FAQ: What is New Right Conservatism?
Posted by Matt Walker on October 10, 2009
Newspaper commentators have been pouring over the details of David Cameron’s 2009 Tory conference speech. For some, he has demonstrated that he is a Thatcherite, a man of the New Right. The New Right is a strand of conservatism which emerged in the 1970s and influenced policy making particularly amongst US and UK conservatives. New Right thinking has two main strands to it: neo-liberalism and neo-conservatism.

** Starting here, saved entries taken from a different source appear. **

//! Periodic eviction of expired rate windows.

use std::sync::Arc;
use std::time::Duration;

use tokio::task::JoinHandle;
use tracing::debug;

use super::backend::AdmissionControl;

/// Spawn a background task that periodically sweeps the policy's state.
///
/// Without this, the key map grows with every distinct client ever seen.
/// The task runs for the life of the process; the returned handle can be
/// aborted on shutdown.
pub fn start_sweeper(policy: Arc<dyn AdmissionControl>, interval: Duration) -> JoinHandle<()> {
    tokio::spawn(async move {
        let mut ticker = tokio::time::interval(interval);
        // The first tick fires immediately; nothing to sweep yet.
        ticker.tick().await;
        loop {
            ticker.tick().await;
            let evicted = policy.sweep();
            if evicted > 0 {
                debug!(
                    evicted,
                    remaining = policy.tracked_keys(),
                    "swept expired rate windows"
                );
            }
        }
    })
}

#[cfg(test)]
mod tests {
    use super::*;
    use crate::ratelimit::{
        FixedWindowLimiter, KeyScope, PathFilter, RequestMeta, WindowSettings,
    };

    // Uses real time: the limiters read the wall clock, not the tokio clock.
    #[tokio::test]
    async fn test_sweeper_evicts_expired_windows() {
        let limiter = Arc::new(FixedWindowLimiter::new(
            WindowSettings {
                max: 3,
                window_ms: 50,
                eviction_grace_ms: 50,
            },
            KeyScope::Global,
            PathFilter::all("/admin"),
        ));

        let policy: Arc<dyn AdmissionControl> = limiter.clone();
        policy
            .admit(&RequestMeta::new("GET", "/api/blogs", "1.2.3.4"))
            .await;
        assert_eq!(limiter.tracked_keys(), 1);

        let handle = start_sweeper(policy, Duration::from_millis(100));

        // Window (50ms) plus grace (50ms) passes well before the second sweep.
        tokio::time::sleep(Duration::from_millis(400)).await;
        assert_eq!(limiter.tracked_keys(), 0);

        handle.abort();
    }
}
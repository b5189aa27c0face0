//! Security-relevant request logging.

use std::time::Instant;

use axum::{
    extract::Request,
    http::StatusCode,
    middleware::Next,
    response::Response,
};
use tracing::{error, info, warn};

/// Middleware that logs security-relevant request outcomes.
///
/// Runs outside the rate limiter so rejected requests are observed with
/// their final 429 status. Logs: access to administrative and user routes,
/// failed authorization, authentication attempt outcomes, file upload
/// attempts, rate limit hits, and server errors.
pub async fn security_log(request: Request, next: Next) -> Response {
    let method = request.method().to_string();
    let url = request.uri().to_string();
    let ip = super::middleware::client_ip(&request);
    let start = Instant::now();

    let response = next.run(request).await;

    let status = response.status();
    let elapsed_ms = start.elapsed().as_millis() as u64;

    if url.contains("/admin") || url.contains("/api/users") {
        info!(%method, %url, status = status.as_u16(), elapsed_ms, %ip, "sensitive route access");
    }

    if status == StatusCode::UNAUTHORIZED || status == StatusCode::FORBIDDEN {
        warn!(%method, %url, %ip, "unauthorized access attempt");
    }

    if url.contains("/api/auth/local") {
        let outcome = if status == StatusCode::OK {
            "success"
        } else {
            "failed"
        };
        info!(%ip, elapsed_ms, outcome, "authentication attempt");
    }

    if url.contains("/api/upload") && method == "POST" {
        info!(status = status.as_u16(), %ip, "file upload attempt");
    }

    if status == StatusCode::TOO_MANY_REQUESTS {
        warn!(%method, %url, %ip, "request rate limited");
    }

    if status.is_server_error() {
        error!(%method, %url, status = status.as_u16(), %ip, "server error");
    }

    response
}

Neo-liberalism stresses the need to liberate the economy from the ‘dead-hand’ of government. Governments, it is suggested, cannot run economies effectively and simply ‘crowd-out’ the more efficient ‘invisible hand’ of the free market. Government should be small, meaning that it should do less, leaving as much as possible, including public services, to the private sector. Individuals should be allowed as much latitude as possible to act as free economic agents.
Neo-conservatism on the other hand stresses that on social and moral issues, individual liberty and diversity should be constrained. Government needs to be strong, having sufficient authority over people to make sure that they behave themselves. The nuclear family should be the basis of society, with alternative family structures being a threat to social stability. A child without a father, for example, lacks a strong male role model and is more likely to misbehave. Neo-conservatism emphasises social conformity – diversity undermines social cohesiveness, and therefore social stability.
Hence the title of Andrew Gamble’s book on the New Right, The Free Economy and the Strong State.